* **What is needed**: Find the word "before" in the records and copy every line where it occurs.

Stored data entries:
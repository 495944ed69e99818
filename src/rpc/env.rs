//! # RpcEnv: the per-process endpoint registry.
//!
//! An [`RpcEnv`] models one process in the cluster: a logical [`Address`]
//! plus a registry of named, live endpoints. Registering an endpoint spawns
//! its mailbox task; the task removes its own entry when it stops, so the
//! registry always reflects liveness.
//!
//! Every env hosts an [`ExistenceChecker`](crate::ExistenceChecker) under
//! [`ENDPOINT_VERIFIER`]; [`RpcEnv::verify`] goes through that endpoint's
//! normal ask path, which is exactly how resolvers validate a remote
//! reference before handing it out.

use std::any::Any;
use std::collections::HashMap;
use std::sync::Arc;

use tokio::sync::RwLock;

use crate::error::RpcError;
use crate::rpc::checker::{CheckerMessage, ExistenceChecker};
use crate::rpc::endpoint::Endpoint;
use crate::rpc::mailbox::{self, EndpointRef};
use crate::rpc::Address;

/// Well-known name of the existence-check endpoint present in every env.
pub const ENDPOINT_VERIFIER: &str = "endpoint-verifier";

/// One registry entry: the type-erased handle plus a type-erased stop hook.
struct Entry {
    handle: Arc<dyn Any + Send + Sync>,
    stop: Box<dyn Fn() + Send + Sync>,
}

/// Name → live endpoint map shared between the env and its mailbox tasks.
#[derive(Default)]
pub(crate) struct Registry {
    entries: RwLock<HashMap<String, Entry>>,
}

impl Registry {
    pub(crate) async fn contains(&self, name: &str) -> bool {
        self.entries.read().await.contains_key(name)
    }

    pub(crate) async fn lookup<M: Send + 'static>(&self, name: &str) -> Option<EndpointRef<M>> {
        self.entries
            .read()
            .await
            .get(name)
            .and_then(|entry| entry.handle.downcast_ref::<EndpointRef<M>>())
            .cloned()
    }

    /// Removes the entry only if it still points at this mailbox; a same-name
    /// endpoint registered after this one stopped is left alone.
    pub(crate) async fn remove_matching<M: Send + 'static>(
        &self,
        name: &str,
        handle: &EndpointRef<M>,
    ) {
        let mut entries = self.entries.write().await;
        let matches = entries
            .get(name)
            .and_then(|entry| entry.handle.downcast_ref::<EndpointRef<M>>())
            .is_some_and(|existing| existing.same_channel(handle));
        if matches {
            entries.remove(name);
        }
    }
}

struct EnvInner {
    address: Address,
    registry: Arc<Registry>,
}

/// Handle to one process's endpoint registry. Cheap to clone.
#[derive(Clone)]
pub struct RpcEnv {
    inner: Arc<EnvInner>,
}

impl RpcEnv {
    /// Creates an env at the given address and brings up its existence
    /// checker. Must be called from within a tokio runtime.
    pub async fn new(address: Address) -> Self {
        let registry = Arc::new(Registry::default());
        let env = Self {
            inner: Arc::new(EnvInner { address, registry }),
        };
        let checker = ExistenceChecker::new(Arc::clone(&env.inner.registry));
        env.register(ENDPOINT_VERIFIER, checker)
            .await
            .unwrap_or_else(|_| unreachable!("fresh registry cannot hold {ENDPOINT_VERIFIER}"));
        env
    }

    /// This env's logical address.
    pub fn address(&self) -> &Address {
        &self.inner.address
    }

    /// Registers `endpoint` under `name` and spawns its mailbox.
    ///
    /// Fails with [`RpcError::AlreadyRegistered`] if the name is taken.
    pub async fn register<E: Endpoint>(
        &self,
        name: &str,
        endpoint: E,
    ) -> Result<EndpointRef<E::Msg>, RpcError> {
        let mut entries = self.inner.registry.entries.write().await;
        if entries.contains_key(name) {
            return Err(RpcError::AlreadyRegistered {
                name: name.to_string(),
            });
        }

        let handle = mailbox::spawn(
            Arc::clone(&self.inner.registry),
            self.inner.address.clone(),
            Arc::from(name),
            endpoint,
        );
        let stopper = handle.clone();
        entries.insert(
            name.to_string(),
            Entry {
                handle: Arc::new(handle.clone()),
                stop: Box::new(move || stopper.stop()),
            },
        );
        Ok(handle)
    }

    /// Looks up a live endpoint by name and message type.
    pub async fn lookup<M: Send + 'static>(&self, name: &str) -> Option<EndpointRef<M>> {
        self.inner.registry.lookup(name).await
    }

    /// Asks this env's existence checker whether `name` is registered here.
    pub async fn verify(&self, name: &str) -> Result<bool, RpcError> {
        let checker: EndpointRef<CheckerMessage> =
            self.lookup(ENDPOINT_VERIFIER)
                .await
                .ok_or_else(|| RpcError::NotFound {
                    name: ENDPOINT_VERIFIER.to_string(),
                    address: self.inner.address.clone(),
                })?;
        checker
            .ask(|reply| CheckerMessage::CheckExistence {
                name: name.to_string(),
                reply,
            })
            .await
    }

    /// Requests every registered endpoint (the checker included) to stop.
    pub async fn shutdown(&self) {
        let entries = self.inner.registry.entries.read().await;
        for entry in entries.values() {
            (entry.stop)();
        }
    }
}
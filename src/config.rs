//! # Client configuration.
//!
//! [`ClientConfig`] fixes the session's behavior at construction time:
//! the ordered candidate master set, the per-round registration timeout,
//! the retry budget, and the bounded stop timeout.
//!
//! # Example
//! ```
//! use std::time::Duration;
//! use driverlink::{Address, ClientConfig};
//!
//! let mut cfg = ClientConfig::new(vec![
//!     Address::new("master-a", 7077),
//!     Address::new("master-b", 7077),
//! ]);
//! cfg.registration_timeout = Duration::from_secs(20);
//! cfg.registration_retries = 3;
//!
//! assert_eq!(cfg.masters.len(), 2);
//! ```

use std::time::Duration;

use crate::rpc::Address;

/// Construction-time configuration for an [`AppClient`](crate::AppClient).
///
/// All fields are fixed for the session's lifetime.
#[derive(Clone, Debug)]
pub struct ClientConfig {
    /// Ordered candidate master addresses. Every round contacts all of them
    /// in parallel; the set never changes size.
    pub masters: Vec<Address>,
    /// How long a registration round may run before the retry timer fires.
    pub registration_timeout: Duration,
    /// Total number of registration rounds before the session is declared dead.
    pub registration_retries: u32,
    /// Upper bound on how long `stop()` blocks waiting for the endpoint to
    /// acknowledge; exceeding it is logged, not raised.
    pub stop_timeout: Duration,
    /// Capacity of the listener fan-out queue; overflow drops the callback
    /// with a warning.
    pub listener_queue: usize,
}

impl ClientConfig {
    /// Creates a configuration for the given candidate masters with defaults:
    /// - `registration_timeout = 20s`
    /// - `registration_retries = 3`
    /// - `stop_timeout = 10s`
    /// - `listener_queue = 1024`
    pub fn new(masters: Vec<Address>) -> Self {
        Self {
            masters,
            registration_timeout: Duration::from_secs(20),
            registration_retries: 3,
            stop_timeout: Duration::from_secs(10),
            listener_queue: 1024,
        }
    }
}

...

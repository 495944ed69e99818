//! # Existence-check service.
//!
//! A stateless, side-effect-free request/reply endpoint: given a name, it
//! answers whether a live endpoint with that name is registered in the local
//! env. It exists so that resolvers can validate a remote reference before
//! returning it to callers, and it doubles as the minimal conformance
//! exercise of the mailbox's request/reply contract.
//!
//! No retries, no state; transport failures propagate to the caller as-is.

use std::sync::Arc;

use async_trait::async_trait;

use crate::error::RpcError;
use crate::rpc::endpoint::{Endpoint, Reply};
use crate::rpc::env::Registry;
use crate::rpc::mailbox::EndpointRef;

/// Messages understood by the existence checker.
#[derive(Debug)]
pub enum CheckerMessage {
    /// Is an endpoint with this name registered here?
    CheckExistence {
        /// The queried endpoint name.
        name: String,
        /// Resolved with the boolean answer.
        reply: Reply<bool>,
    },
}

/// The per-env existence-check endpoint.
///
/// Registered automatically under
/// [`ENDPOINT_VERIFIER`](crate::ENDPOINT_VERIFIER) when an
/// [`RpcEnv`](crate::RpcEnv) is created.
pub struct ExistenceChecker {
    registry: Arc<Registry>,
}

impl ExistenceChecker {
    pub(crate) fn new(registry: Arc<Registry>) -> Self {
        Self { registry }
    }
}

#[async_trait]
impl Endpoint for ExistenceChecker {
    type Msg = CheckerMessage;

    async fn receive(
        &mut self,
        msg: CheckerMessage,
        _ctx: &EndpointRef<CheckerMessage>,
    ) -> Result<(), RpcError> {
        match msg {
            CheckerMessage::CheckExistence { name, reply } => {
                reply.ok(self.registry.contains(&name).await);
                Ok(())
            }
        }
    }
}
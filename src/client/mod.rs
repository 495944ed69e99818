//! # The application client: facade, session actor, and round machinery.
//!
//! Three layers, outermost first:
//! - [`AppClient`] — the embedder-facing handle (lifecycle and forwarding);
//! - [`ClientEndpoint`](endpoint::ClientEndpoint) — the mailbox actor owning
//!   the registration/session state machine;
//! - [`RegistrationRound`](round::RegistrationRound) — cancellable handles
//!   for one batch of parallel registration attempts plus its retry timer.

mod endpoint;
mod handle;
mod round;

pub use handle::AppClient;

* **Exercise result**:
//! reference before handing it out.
    /// How long a registration round may run before the retry timer fires.
    /// Total number of registration rounds before the session is declared dead.
//! env. It exists so that resolvers can validate a remote reference before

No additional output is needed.